Pilot study of Assertive Community Treatment in alcohol dependence

Lead Research Organisation: King's College London
Department Name: Addictions

Abstract

Excessive drinking is increasingly common in the UK and leads to a heavy use of health, social and criminal justice services with considerable costs. It was recently estimated that alcohol misuse costs the UK economy #20bn per annum. About 23% of the adult population in England drinks at a level likely to cause harm, and 4% are dependent on alcohol. Only a minority of the people experiencing alcohol dependence enters treatment each year. Many have severe and complicated problems and have difficulties in making best use of the limited treatment services that are currently available. Many drop out of treatment before they have improved, only to return to a cycle of heavy drinking and unplanned use of hospital and GP and other services.

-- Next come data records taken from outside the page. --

// Copyright 2026 Patron Games. All rights reserved.
// "Qui est le Patron?" Simulation Suite - Batch Orchestrator

use std::collections::BTreeMap;
use std::sync::atomic::{AtomicU32, Ordering};

use rayon::prelude::*;
use serde::{Deserialize, Serialize};

use crate::policy::PolicyKind;
use crate::report::{MatchData, SimulationResult, SimulationSummary, Stats};
use crate::runner::MatchRunner;

/// Hard ceiling on matches per batch.
pub const MAX_MATCHES: u32 = 1000;

/// Fire-and-forget progress hook: `(completed, total)` after each match.
pub type ProgressFn = dyn Fn(u32, u32) + Send + Sync;

// ─── Configuration ───────────────────────────────────────────────────────────

/// Batch parameters, validated in full before any match starts.
#[derive(Debug, Clone, Serialize, Deserialize)]
pub struct BatchConfig {
    pub matches: u32,
    pub max_turns: u32,
    /// Policy identifiers cycled across player slots.
    pub policies: Vec<String>,
    pub players_per_match: u32,
    /// Match `i` (0-based) draws from `base_seed + i`.
    pub base_seed: u64,
    pub parallel: bool,
}

impl Default for BatchConfig {
    fn default() -> Self {
        Self {
            matches: 10,
            max_turns: 50,
            policies: vec![
                "balanced".to_string(),
                "aggressive".to_string(),
                "conservative".to_string(),
                "reputation".to_string(),
            ],
            players_per_match: 4,
            base_seed: 0,
            parallel: true,
        }
    }
}

/// Invalid batch parameters. Raised before any match executes, so a
/// failed call leaves no partial batch state behind.
#[derive(Debug, thiserror::Error)]
pub enum ConfigError {
    #[error("match count must be at least 1")]
    NoMatches,

    #[error("match count {0} exceeds the maximum of {MAX_MATCHES}")]
    TooManyMatches(u32),

    #[error("max turns per match must be at least 1")]
    NoTurns,

    #[error("a match needs at least 2 players, got {0}")]
    TooFewPlayers(u32),

    #[error("policy list must not be empty")]
    NoPolicies,

    #[error("unknown policy identifier: {0}")]
    UnknownPolicy(String),
}

impl BatchConfig {
    /// Validate every parameter and resolve the per-slot policy
    /// assignment (identifiers cycle across player slots).
    pub fn resolve(&self) -> Result<Vec<PolicyKind>, ConfigError> {
        if self.matches == 0 {
            return Err(ConfigError::NoMatches);
        }
        if self.matches > MAX_MATCHES {
            return Err(ConfigError::TooManyMatches(self.matches));
        }
        if self.max_turns == 0 {
            return Err(ConfigError::NoTurns);
        }
        if self.players_per_match < 2 {
            return Err(ConfigError::TooFewPlayers(self.players_per_match));
        }
        if self.policies.is_empty() {
            return Err(ConfigError::NoPolicies);
        }
        let kinds = self
            .policies
            .iter()
            .map(|id| PolicyKind::parse(id).ok_or_else(|| ConfigError::UnknownPolicy(id.clone())))
            .collect::<Result<Vec<_>, _>>()?;
        Ok((0..self.players_per_match as usize)
            .map(|slot| kinds[slot % kinds.len()])
            .collect())
    }
}

// ─── Batch execution ─────────────────────────────────────────────────────────

/// Run `config.matches` independent matches and aggregate the output table.
pub fn run_batch(config: &BatchConfig) -> Result<SimulationResult, ConfigError> {
    run_batch_with_progress(config, None)
}

/// Like [`run_batch`], reporting completions through `progress`.
///
/// Each match owns its game, roster, policies, and draw stream
/// exclusively, so matches parallelize without locks. Output rows are
/// grouped by match number, then turn, then player insertion order,
/// regardless of completion order.
pub fn run_batch_with_progress(
    config: &BatchConfig,
    progress: Option<&(dyn Fn(u32, u32) + Send + Sync)>,
) -> Result<SimulationResult, ConfigError> {
    let assignment = config.resolve()?;
    let runner = MatchRunner::new(config.max_turns);
    log::info!(
        "starting batch: {} matches, {} players, cap {} turns, seed {}",
        config.matches,
        config.players_per_match,
        config.max_turns,
        config.base_seed
    );

    let completed = AtomicU32::new(0);
    let run_one = |i: u32| -> MatchData {
        let data = runner.run_match(i + 1, &assignment, config.base_seed + u64::from(i));
        let done = completed.fetch_add(1, Ordering::Relaxed) + 1;
        if let Some(callback) = progress {
            callback(done, config.matches);
        }
        log::debug!(
            "match {} ended at turn {} (winner: {})",
            data.match_number,
            data.terminal_turn,
            data.winner.as_deref().unwrap_or("none")
        );
        data
    };

    let mut matches: Vec<MatchData> = if config.parallel {
        (0..config.matches).into_par_iter().map(run_one).collect()
    } else {
        (0..config.matches).map(run_one).collect()
    };
    matches.sort_by_key(|m| m.match_number);

    let result = aggregate(config.matches, matches);
    log::info!(
        "batch complete: {} rows, average terminal turn {:.1}",
        result.records.len(),
        result.summary.average_terminal_turn
    );
    Ok(result)
}

/// Fold per-match logs into the ordered output table and summary.
fn aggregate(total_matches: u32, matches: Vec<MatchData>) -> SimulationResult {
    let terminal_turns: Vec<f64> = matches.iter().map(|m| f64::from(m.terminal_turn)).collect();
    let mut wins_by_player = BTreeMap::new();
    for m in &matches {
        if let Some(name) = &m.winner {
            *wins_by_player.entry(name.clone()).or_insert(0) += 1;
        }
    }
    let terminal_turns = Stats::from_samples(&terminal_turns);
    let summary = SimulationSummary {
        total_matches,
        average_terminal_turn: terminal_turns.mean,
        terminal_turns,
        wins_by_player,
    };
    let records = matches.into_iter().flat_map(|m| m.records).collect();
    SimulationResult { records, summary }
}

// ---------------------------------------------------------------------------
// Tests
// ---------------------------------------------------------------------------

#[cfg(test)]
mod tests {
    use super::*;

    #[test]
    fn test_default_config_is_valid() {
        let assignment = BatchConfig::default().resolve().expect("default config");
        assert_eq!(assignment.len(), 4);
        assert_eq!(assignment[0], PolicyKind::Balanced);
    }

    #[test]
    fn test_policy_cycling_across_slots() {
        let config = BatchConfig {
            policies: vec!["balanced".to_string(), "passive".to_string()],
            players_per_match: 5,
            ..BatchConfig::default()
        };
        let assignment = config.resolve().expect("valid config");
        assert_eq!(
            assignment,
            vec![
                PolicyKind::Balanced,
                PolicyKind::Passive,
                PolicyKind::Balanced,
                PolicyKind::Passive,
                PolicyKind::Balanced,
            ]
        );
    }

    #[test]
    fn test_validation_rejects_bad_counts() {
        let zero = BatchConfig { matches: 0, ..BatchConfig::default() };
        assert!(matches!(zero.resolve(), Err(ConfigError::NoMatches)));

        let too_many = BatchConfig { matches: MAX_MATCHES + 1, ..BatchConfig::default() };
        assert!(matches!(too_many.resolve(), Err(ConfigError::TooManyMatches(_))));

        let no_turns = BatchConfig { max_turns: 0, ..BatchConfig::default() };
        assert!(matches!(no_turns.resolve(), Err(ConfigError::NoTurns)));

        let solo = BatchConfig { players_per_match: 1, ..BatchConfig::default() };
        assert!(matches!(solo.resolve(), Err(ConfigError::TooFewPlayers(1))));
    }

    #[test]
    fn test_unknown_policy_fails_before_any_match() {
        let config = BatchConfig {
            policies: vec!["balanced".to_string(), "chaotic".to_string()],
            ..BatchConfig::default()
        };
        match config.resolve() {
            Err(ConfigError::UnknownPolicy(id)) => assert_eq!(id, "chaotic"),
            other => panic!("expected UnknownPolicy, got {:?}", other.map(|_| ())),
        }
    }
}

There is a need for better and more effective treatments for people with alcohol dependence, and there is some evidence that treatments that involve assertive outreach and longer term treatment follow-up are better than standard treatment, which tends to be relatively short term and relies on the patients? motivation to engage with it. There is much stronger evidence that Assertive Community Treatment (ACT), which involves extended and assertive contact with often unmotivated patients, is effective in treating people with severe mental illness (e.g. schizophrenia) improving mental health, contact with treatment and client satisfaction, and reducing admissions to hospital.

In this pilot study we plan to adapt the ACT methods successfully used in severe mental illness to find out if it is more helpful than typically available treatment for people with alcohol dependence. This preliminary work will help us to design and carry out a more extensive study to assess the effectiveness of ACT in alcohol dependence across several centres in England. Further, although ACT will be more expensive to deliver than standard treatment, it will be important to find out if it is more cost effective, i.e. if the greater costs of treatment are offset by greater savings to the wider health service. If so, this could potentially have major implications for the NHS and the way treatment is delivered to this population.

Technical Summary

BACKGROUND: Alcohol dependence causes significant harm to individuals, their families and communities, contributing to morbidity, mortality and health and wider societal costs. Assertive Community Treatment (ACT) is effective in reducing the impact of severe mental illness on symptomatology, hospital bed use and quality of life, and treatment engagement but evidence for ACT for severe alcohol dependence is lacking.

AIMS: This pilot study aims to develop and refine ACT for use in alcohol dependence, including optimal delivery and target population; to conduct a preliminary randomised controlled trial (RCT) to establish the effect size of ACT versus standard treatment and establish potential recruitment across 6 sites, to advise a definitive RCT.

DESIGN: The development phase will be primarily a qualitative study with alcohol service users and clinicians to develop ACT and standard treatment manuals. The pilot RCT is a parallel group design and 1 year follow up to assess efficacy of ACT versus standard care for alcohol dependence.

SETTING AND PARTICIPANTS: Interventions will take place in community based alcohol services in London. The optimal target group will be determined by the development work but participants are likely to include a DSM IV diagnosis of alcohol dependence, referred to a specialist alcohol service, are over the age of 18, have and have had 1 or more previous episodes of unsuccessful alcohol treatment.

MEASURES: Primary: Alcohol consumption using Time Line Follow Back method: percentage of days abstinence and mean drinks per drinking day. Secondary: Severity of Alcohol Dependence Questionnaire (SADQ), Alcohol Problems Questionnaire (APQ), psychiatric symptoms (SF12), quality of life (EQ5D), motivation (RTCQ), therapeutic relationship (STAR), service use questionnaire (SUQ), number of inpatient admissions and measures of social network involvement (IPA ? Important People and Activities Inventory). Qualitative investigation of patient and clinician views and satisfaction with treatment will be used to refine the intervention manuals.

FINDINGS: The study findings will inform the development of a definitive multicentre RCT of ACT versus standard treatment if indicated. Ultimately if the intervention is effective and cost effective this could lead to a conceptual shift in treatment interventions for alcohol dependence. Outputs and aggregate data from the research will be shared and disseminated via peer reviewed publications and conferences.